> [THE PROBLEM]
Write out exactly the lines below that run from the one containing "let mut attempt = 1;" through the one containing "let resp = match", both included, with no other lines.

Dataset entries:

-.-.-

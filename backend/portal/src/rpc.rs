//! Ethereum JSON-RPC client for the paper registry contract.
//!
//! ## Resilience
//!
//! * Transport failures and rate-limit responses are retried with exponential
//!   back-off, up to `rpc_max_retries` attempts.
//! * JSON-RPC errors (reverts, unknown methods, bad params) are deterministic
//!   and surface immediately as [`PortalError::ContractCallFailed`].
//! * `eth_sendTransaction` is never retried. If its response is lost the
//!   transaction may still be in flight, and the error says so.
//! * Receipt polling rides out failed polls until the confirmation deadline.

use std::time::Duration;

use alloy_primitives::{Address, Bytes, B256};
use async_trait::async_trait;
use reqwest::Client;
use serde::Deserialize;
use serde_json::{json, Value};
use tracing::{debug, info, warn};

use crate::abi::{self, ContractWrite};
use crate::config::Config;
use crate::errors::{PortalError, Result};
use crate::registry::{PaperRegistry, TxReceipt};
use crate::types::{Paper, Version};

const INITIAL_BACKOFF_MS: u64 = 250;
const MAX_BACKOFF_MS: u64 = 4_000;

enum Attempt {
    Done(Value),
    /// Transport failure or rate limit; the request may be repeated.
    Transient(String),
}

// ─────────────────────────────────────────────────────────
// JSON-RPC response shapes
// ─────────────────────────────────────────────────────────

#[derive(Debug, Deserialize)]
pub struct RpcResponse {
    #[serde(default)]
    pub result: Value,
    pub error: Option<RpcError>,
}

#[derive(Debug, Deserialize)]
pub struct RpcError {
    pub code: i64,
    pub message: String,
}

#[derive(Debug, Deserialize)]
pub struct RawReceipt {
    #[serde(rename = "transactionHash")]
    pub transaction_hash: Option<String>,
    #[serde(rename = "blockNumber")]
    pub block_number: Option<String>,
    /// `0x1` on success, `0x0` when the transaction reverted.
    pub status: Option<String>,
}

// ─────────────────────────────────────────────────────────
// Client
// ─────────────────────────────────────────────────────────

pub struct RpcRegistry {
    client: Client,
    rpc_url: String,
    contract: Address,
    max_retries: u32,
    poll_interval: Duration,
    confirm_timeout: Duration,
}

impl RpcRegistry {
    pub fn new(client: Client, config: &Config) -> Self {
        Self {
            client,
            rpc_url: config.rpc_url.clone(),
            contract: config.contract_address,
            max_retries: config.rpc_max_retries.max(1),
            poll_interval: config.tx_poll_interval(),
            confirm_timeout: config.tx_confirm_timeout(),
        }
    }

    /// Issue one JSON-RPC request, retrying transient transport failures.
    ///
    /// Only for requests that are safe to repeat; see [`Self::request_once`].
    async fn request(&self, method: &str, params: Value) -> Result<Value> {
        let mut backoff = INITIAL_BACKOFF_MS;
        let mut attempt = 1;

        loop {
            let retry_reason = match self.attempt(method, &params).await? {
                Attempt::Done(result) => {
                    debug!(method, attempt, "RPC call succeeded");
                    return Ok(result);
                }
                Attempt::Transient(reason) => reason,
            };

            if attempt >= self.max_retries {
                return Err(PortalError::ContractCallFailed(format!(
                    "{method}: {retry_reason} (gave up after {attempt} attempts)"
                )));
            }
            warn!("{method}: {retry_reason} (will retry in {backoff}ms)");
            tokio::time::sleep(Duration::from_millis(backoff)).await;
            backoff = (backoff * 2).min(MAX_BACKOFF_MS);
            attempt += 1;
        }
    }

    /// Issue a request exactly once.
    ///
    /// A lost response leaves the outcome unknown: the node may already have
    /// accepted a broadcast, so repeating it could submit it twice.
    async fn request_once(&self, method: &str, params: Value) -> Result<Value> {
        match self.attempt(method, &params).await? {
            Attempt::Done(result) => Ok(result),
            Attempt::Transient(reason) => Err(PortalError::ContractCallFailed(format!(
                "{method}: {reason}; outcome unknown, the node may have accepted it"
            ))),
        }
    }

    /// One round trip. JSON-RPC errors and malformed bodies are `Err`.
    async fn attempt(&self, method: &str, params: &Value) -> Result<Attempt> {
        let response = self
            .client
            .post(&self.rpc_url)
            .json(&json!({
                "jsonrpc": "2.0",
                "id": 1,
                "method": method,
                "params": params,
            }))
            .send()
            .await;

        let resp = match response {
            Err(e) => return Ok(Attempt::Transient(format!("request failed: {e}"))),
            Ok(resp) if resp.status() == reqwest::StatusCode::TOO_MANY_REQUESTS => {
                return Ok(Attempt::Transient("rate-limited by RPC".to_string()));
            }
            Ok(resp) => resp,
        };

        let body: RpcResponse = resp.json().await.map_err(|e| {
            PortalError::ContractCallFailed(format!("{method}: malformed response: {e}"))
        })?;
        if let Some(err) = body.error {
            return Err(PortalError::ContractCallFailed(format!(
                "{method} error {}: {}",
                err.code, err.message
            )));
        }
        Ok(Attempt::Done(body.result))
    }

    async fn call(&self, method: &str, data: Vec<u8>) -> Result<Vec<u8>> {
        let result = self
            .request("eth_call", build_call_params(self.contract, &data))
            .await
            .map_err(|e| annotate(e, method))?;
        let raw = result.as_str().ok_or_else(|| {
            PortalError::ContractCallFailed(format!("{method}: eth_call returned no data"))
        })?;
        decode_hex(raw)
    }
}

#[async_trait]
impl PaperRegistry for RpcRegistry {
    async fn owner(&self) -> Result<Address> {
        let data = self.call("owner", abi::encode_owner()).await?;
        abi::decode_owner(&data)
    }

    async fn is_auditor(&self, account: Address) -> Result<bool> {
        let data = self.call("auditors", abi::encode_auditors(account)).await?;
        abi::decode_auditors(&data)
    }

    async fn paper_count(&self) -> Result<u64> {
        let data = self.call("paperCount", abi::encode_paper_count()).await?;
        abi::decode_paper_count(&data)
    }

    async fn paper_info(&self, paper_id: u64) -> Result<Paper> {
        let data = self
            .call("getPaperInfo", abi::encode_paper_info(paper_id))
            .await?;
        abi::decode_paper_info(paper_id, &data)
    }

    async fn version(&self, paper_id: u64, index: u64) -> Result<Version> {
        let data = self
            .call("getVersion", abi::encode_version(paper_id, index))
            .await?;
        abi::decode_version(paper_id, index, &data)
    }

    async fn accounts(&self) -> Result<Vec<Address>> {
        let result = self.request("eth_accounts", json!([])).await?;
        parse_accounts(&result)
    }

    async fn sign_message(&self, from: Address, message: &[u8]) -> Result<Bytes> {
        let result = self
            .request("personal_sign", json!([to_hex(message), to_hex(from)]))
            .await?;
        let raw = result.as_str().ok_or_else(|| {
            PortalError::ContractCallFailed("personal_sign returned no signature".to_string())
        })?;
        Ok(Bytes::from(decode_hex(raw)?))
    }

    async fn send(&self, from: Address, call: &ContractWrite) -> Result<B256> {
        let params = json!([{
            "from": to_hex(from),
            "to": to_hex(self.contract),
            "data": to_hex(call.encode()),
        }]);
        let result = self
            .request_once("eth_sendTransaction", params)
            .await
            .map_err(|e| annotate(e, call.method()))?;
        let hash = result
            .as_str()
            .and_then(|s| s.parse::<B256>().ok())
            .ok_or_else(|| {
                PortalError::ContractCallFailed(format!(
                    "{}: node returned no transaction hash",
                    call.method()
                ))
            })?;
        info!("Submitted {} transaction {}", call.method(), to_hex(hash));
        Ok(hash)
    }

    async fn wait_for_receipt(&self, tx_hash: B256) -> Result<TxReceipt> {
        let deadline = tokio::time::Instant::now() + self.confirm_timeout;
        let params = json!([to_hex(tx_hash)]);

        // Only a receipt, a revert or the deadline ends the wait.
        loop {
            match self.attempt("eth_getTransactionReceipt", &params).await {
                Ok(Attempt::Done(result)) => {
                    if let Some(receipt) = parse_receipt(tx_hash, result)? {
                        info!(
                            "Transaction {} confirmed in block {:?}",
                            to_hex(tx_hash),
                            receipt.block_number
                        );
                        return Ok(receipt);
                    }
                }
                Ok(Attempt::Transient(reason)) => {
                    warn!("Receipt poll for {}: {reason}", to_hex(tx_hash));
                }
                Err(e) => warn!("Receipt poll for {}: {e}", to_hex(tx_hash)),
            }

            if tokio::time::Instant::now() >= deadline {
                return Err(PortalError::ContractCallFailed(format!(
                    "transaction {} not confirmed within {}ms",
                    to_hex(tx_hash),
                    self.confirm_timeout.as_millis()
                )));
            }
            tokio::time::sleep(self.poll_interval).await;
        }
    }
}

// ─────────────────────────────────────────────────────────
// Payload helpers
// ─────────────────────────────────────────────────────────

fn build_call_params(contract: Address, data: &[u8]) -> Value {
    json!([
        {
            "to": to_hex(contract),
            "data": to_hex(data),
        },
        "latest"
    ])
}

/// Interpret an `eth_getTransactionReceipt` result.
///
/// `null` means the transaction is still pending.
fn parse_receipt(tx_hash: B256, result: Value) -> Result<Option<TxReceipt>> {
    if result.is_null() {
        return Ok(None);
    }
    let raw: RawReceipt = serde_json::from_value(result)?;

    if raw.status.as_deref().map(parse_quantity) == Some(Some(0)) {
        return Err(PortalError::ContractCallFailed(format!(
            "transaction {} reverted",
            to_hex(tx_hash)
        )));
    }

    Ok(Some(TxReceipt {
        tx_hash: raw
            .transaction_hash
            .and_then(|h| h.parse().ok())
            .unwrap_or(tx_hash),
        block_number: raw.block_number.as_deref().and_then(parse_quantity),
    }))
}

fn parse_accounts(result: &Value) -> Result<Vec<Address>> {
    let list = result.as_array().ok_or_else(|| {
        PortalError::ContractCallFailed("eth_accounts returned a non-array".to_string())
    })?;
    list.iter()
        .filter_map(Value::as_str)
        .map(|s| {
            s.parse::<Address>().map_err(|_| {
                PortalError::ContractCallFailed(format!("eth_accounts returned bad address {s}"))
            })
        })
        .collect()
}

fn annotate(err: PortalError, method: &str) -> PortalError {
    match err {
        PortalError::ContractCallFailed(msg) => {
            PortalError::ContractCallFailed(format!("{method}: {msg}"))
        }
        other => other,
    }
}

fn to_hex(bytes: impl AsRef<[u8]>) -> String {
    format!("0x{}", hex::encode(bytes))
}

fn decode_hex(raw: &str) -> Result<Vec<u8>> {
    let digits = raw.strip_prefix("0x").unwrap_or(raw);
    hex::decode(digits)
        .map_err(|e| PortalError::ContractCallFailed(format!("invalid hex in RPC response: {e}")))
}

/// Parse a JSON-RPC quantity such as `0x1b4`.
fn parse_quantity(raw: &str) -> Option<u64> {
    let digits = raw.strip_prefix("0x").unwrap_or(raw);
    u64::from_str_radix(digits, 16).ok()
}

// ─────────────────────────────────────────────────────────
// Unit tests
// ─────────────────────────────────────────────────────────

-.-.-

> [RESPONSE BELOW]
        let mut attempt = 1;

        loop {
            let retry_reason = match self.attempt(method, &params).await? {
                Attempt::Done(result) => {
                    debug!(method, attempt, "RPC call succeeded");
                    return Ok(result);
                }
                Attempt::Transient(reason) => reason,
            };

            if attempt >= self.max_retries {
                return Err(PortalError::ContractCallFailed(format!(
                    "{method}: {retry_reason} (gave up after {attempt} attempts)"
                )));
            }
            warn!("{method}: {retry_reason} (will retry in {backoff}ms)");
            tokio::time::sleep(Duration::from_millis(backoff)).await;
            backoff = (backoff * 2).min(MAX_BACKOFF_MS);
            attempt += 1;
        }
    }

    /// Issue a request exactly once.
    ///
    /// A lost response leaves the outcome unknown: the node may already have
    /// accepted a broadcast, so repeating it could submit it twice.
    async fn request_once(&self, method: &str, params: Value) -> Result<Value> {
        match self.attempt(method, &params).await? {
            Attempt::Done(result) => Ok(result),
            Attempt::Transient(reason) => Err(PortalError::ContractCallFailed(format!(
                "{method}: {reason}; outcome unknown, the node may have accepted it"
            ))),
        }
    }

    /// One round trip. JSON-RPC errors and malformed bodies are `Err`.
    async fn attempt(&self, method: &str, params: &Value) -> Result<Attempt> {
        let response = self
            .client
            .post(&self.rpc_url)
            .json(&json!({
                "jsonrpc": "2.0",
                "id": 1,
                "method": method,
                "params": params,
            }))
            .send()
            .await;

        let resp = match response {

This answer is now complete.